The Kathakali section includes only close shots of heavily made-up dancers in their traditional attire and the resultant sounds emanating from rehearsals. The elephants are perhaps the most integral part of the festival, and Resul has pertinent questions for an expert. Sitting on one of the river banks while a temple elephant is being bathed, the documentarian is told that the animal has an extremely limited vision (which is only balanced by its heightened sense of hearing and smell). In a loud and crowded environment such as the Pooram, how are these noble elephants so calm, Resul asks? It’s not to be forgotten that they are heavily decorated with gold and other uncomfortable ornaments. The expert tells him that the elephant and the mahout share a co-dependent relationship, with the latter possessing but a small stick to discipline the animal if the need arises.
Other scenes that work are the ones involving Pookutty’s team and the coordination that goes into capturing the sheer magnitude of the Thrissur Pooram. The logistical challenges of a small group of people depicting a festival that has hundreds of thousands of frenetic devotees, cannot be stressed enough. These bits seem to be portrayed quite authentically, with Resul joking and motivating his members to keep their spirits up.
For the makers to be able to pull off four languages (Malayalam, Tamil, English, and a smattering of Hindi) almost simultaneously is something to be marvelled at as well. Perhaps the fictionalised story is not as effective because of the amateur acting. Take away Resul (whom I assume has quite an understanding of the trade because of his long association with cinema), and the supporting characters just don’t cut it. The additional cast (with the exception of the blind musician and the agent/middleman who liaises between the filmmaker and financier) relies on a high dose of melodrama to get by.
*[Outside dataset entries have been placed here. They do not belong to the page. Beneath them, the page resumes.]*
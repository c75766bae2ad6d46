//! Log Redaction
//!
//! Scrubs bearer tokens and endpoint API keys from strings prior to logging.

use once_cell::sync::Lazy;
use regex::Regex;

static BEARER_RE: Lazy<Regex> =
    Lazy::new(|| Regex::new(r"Bearer\s+[a-zA-Z0-9\-\._~+/]+=*").unwrap());
static KEY_PARAM_RE: Lazy<Regex> =
    Lazy::new(|| Regex::new(r"(?i)([?&](?:key|token|api_key)=)[^&\s]+").unwrap());

/// Redacts sensitive patterns in a string.
pub fn redact_sensitive_data(input: &str) -> String {
    let redacted = BEARER_RE.replace_all(input, "[REDACTED_TOKEN]");
    KEY_PARAM_RE
        .replace_all(&redacted, "$1[REDACTED_TOKEN]")
        .to_string()
}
This masala-driven push that reduces the effectiveness of the overall theme can also be blamed on subpar writing. A documentary within a documentary (even if it employed the tenets of a mockumentary) would have been the way to go, in my opinion. A case can be made as to why Resul Pookutty did not undertake the direction and writing himself. But there's a good chance the film would have been far superior if he'd done so.